Pour autant, la coalition au pouvoir ressortira-t-elle vraiment "renforcée" de ce scrutin, comme le prévoit L'Express ? Pas si sûr. "Le fait qu’une candidate de la Ligue parvienne presque à faire jeu égal avec le président sortant de l’Émilie-Romagne constitue en soi un événement remarquable", commente Le Figaro. "La Ligue s'est enracinée dans des régions dans lesquelles elle était jusqu'ici absente", note également Giovanni Orsina dans Les Echos.

Par ailleurs, le Mouvement 5 étoiles, partenaire de coalition du Parti démocrate au niveau national, "essuie un énième désastre électoral en s'effondrant sous le seuil symbolique des 5 %", ajoute le quotidien.
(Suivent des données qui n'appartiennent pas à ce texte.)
//! Entity recognizers backing the PII scan.
//!
//! - `HttpEntityRecognizer` calls an NER service over HTTP.
//! - `CachingRecognizer` memoises any recognizer per distinct string.

use std::collections::{HashMap, HashSet};
use std::sync::{Arc, Mutex};
use std::time::Duration;

use serde::{Deserialize, Serialize};
use tracing::debug;

use attest_contracts::{
    entity::EntityLabel,
    error::{AttestError, AttestResult},
};
use attest_core::traits::EntityRecognizer;

#[derive(Serialize)]
struct NerRequest<'a> {
    text: &'a str,
}

#[derive(Deserialize)]
struct NerResponse {
    entities: Vec<NerEntity>,
}

#[derive(Deserialize)]
struct NerEntity {
    label: String,
}

/// Calls an NER service: `POST {endpoint}` with `{"text": …}`, expecting
/// `{"entities": [{"label": "PERSON"}, …]}` back.
///
/// Any transport failure, non-success status, or undecodable body is
/// reported as `EntityRecognitionUnavailable`.
pub struct HttpEntityRecognizer {
    client: reqwest::blocking::Client,
    endpoint: String,
}

impl HttpEntityRecognizer {
    pub fn new(endpoint: impl Into<String>, timeout: Duration) -> AttestResult<Self> {
        let client = reqwest::blocking::Client::builder()
            .timeout(timeout)
            .build()
            .map_err(|e| AttestError::ConfigError {
                reason: format!("failed to build NER client: {}", e),
            })?;
        Ok(Self { client, endpoint: endpoint.into() })
    }

    pub fn endpoint(&self) -> &str {
        &self.endpoint
    }
}

impl EntityRecognizer for HttpEntityRecognizer {
    fn detect_entities(&self, text: &str) -> AttestResult<HashSet<EntityLabel>> {
        let unavailable = |e: reqwest::Error| AttestError::EntityRecognitionUnavailable {
            reason: format!("{}: {}", self.endpoint, e),
        };

        let response: NerResponse = self
            .client
            .post(&self.endpoint)
            .json(&NerRequest { text })
            .send()
            .and_then(|r| r.error_for_status())
            .map_err(unavailable)?
            .json()
            .map_err(unavailable)?;

        Ok(response.entities.iter().map(|e| EntityLabel::from_tag(&e.label)).collect())
    }
}

/// Memoises another recognizer's answers per distinct input string.
///
/// At most `capacity` strings are cached; once full, new strings are passed
/// through without being stored. Failures are never cached.
pub struct CachingRecognizer {
    inner: Arc<dyn EntityRecognizer>,
    capacity: usize,
    cache: Mutex<HashMap<String, HashSet<EntityLabel>>>,
}

impl CachingRecognizer {
    pub fn new(inner: Arc<dyn EntityRecognizer>, capacity: usize) -> Self {
        Self { inner, capacity, cache: Mutex::new(HashMap::new()) }
    }

    /// Number of cached strings.
    pub fn cached(&self) -> usize {
        self.cache.lock().map(|c| c.len()).unwrap_or(0)
    }
}

impl EntityRecognizer for CachingRecognizer {
    fn detect_entities(&self, text: &str) -> AttestResult<HashSet<EntityLabel>> {
        if let Ok(cache) = self.cache.lock() {
            if let Some(labels) = cache.get(text) {
                return Ok(labels.clone());
            }
        }

        // The inner call runs without the lock held.
        let labels = self.inner.detect_entities(text)?;

        if let Ok(mut cache) = self.cache.lock() {
            if cache.len() < self.capacity {
                cache.insert(text.to_string(), labels.clone());
            } else {
                debug!(capacity = self.capacity, "NER cache full; result not stored");
            }
        }
        Ok(labels)
    }
}

#[cfg(test)]
mod tests {
    use std::collections::HashSet;
    use std::sync::{Arc, Mutex};
    use std::time::Duration;

    use attest_contracts::{
        entity::EntityLabel,
        error::{AttestError, AttestResult},
    };
    use attest_core::traits::EntityRecognizer;

    use super::{CachingRecognizer, HttpEntityRecognizer};

    /// Labels every string as an organisation, or fails on demand; counts
    /// every call.
    struct MockRecognizer {
        fail: bool,
        calls: Arc<Mutex<u32>>,
    }

    impl EntityRecognizer for MockRecognizer {
        fn detect_entities(&self, _text: &str) -> AttestResult<HashSet<EntityLabel>> {
            *self.calls.lock().unwrap() += 1;
            if self.fail {
                return Err(AttestError::EntityRecognitionUnavailable { reason: "down".to_string() });
            }
            Ok(HashSet::from([EntityLabel::Organization]))
        }
    }

    fn caching(fail: bool, capacity: usize) -> (CachingRecognizer, Arc<Mutex<u32>>) {
        let calls = Arc::new(Mutex::new(0));
        let inner = Arc::new(MockRecognizer { fail, calls: calls.clone() });
        (CachingRecognizer::new(inner, capacity), calls)
    }

    #[test]
    fn test_repeated_strings_hit_the_cache() {
        let (recognizer, calls) = caching(false, 16);

        for _ in 0..5 {
            let labels = recognizer.detect_entities("Acme Corp").unwrap();
            assert!(labels.contains(&EntityLabel::Organization));
        }
        recognizer.detect_entities("Globex").unwrap();

        assert_eq!(*calls.lock().unwrap(), 2);
        assert_eq!(recognizer.cached(), 2);
    }

    #[test]
    fn test_capacity_bounds_the_cache() {
        let (recognizer, calls) = caching(false, 1);

        recognizer.detect_entities("a").unwrap();
        recognizer.detect_entities("b").unwrap();
        recognizer.detect_entities("b").unwrap();

        assert_eq!(recognizer.cached(), 1);
        assert_eq!(*calls.lock().unwrap(), 3, "'b' did not fit and is recomputed");
    }

    #[test]
    fn test_failures_are_not_cached() {
        let (recognizer, calls) = caching(true, 16);

        assert!(recognizer.detect_entities("x").is_err());
        assert!(recognizer.detect_entities("x").is_err());

        assert_eq!(*calls.lock().unwrap(), 2);
        assert_eq!(recognizer.cached(), 0);
    }

    #[test]
    fn test_unreachable_service_is_unavailable() {
        let recognizer =
            HttpEntityRecognizer::new("http://127.0.0.1:9/entities", Duration::from_millis(500)).unwrap();

        let err = recognizer.detect_entities("Alice").unwrap_err();
        assert!(
            matches!(err, AttestError::EntityRecognitionUnavailable { .. }),
            "expected EntityRecognitionUnavailable, got {:?}",
            err
        );
    }
}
Le parti antisystème, "principal parti politique représenté au Parlement" italien depuis 2018 [Les Echos], est depuis plusieurs mois "affaibli par une crise profonde", explique L'Express. Après sa victoire au scrutin de dimanche, le Parti démocrate pourrait ainsi être tenté "d'imposer son agenda politique à son allié", et déséquilibrer le gouvernement. Or "un retour prématuré aux urnes pourrait permettre à Matteo Salvini de revenir aux affaires", avertit L'Express : "Attention aux effets collatéraux".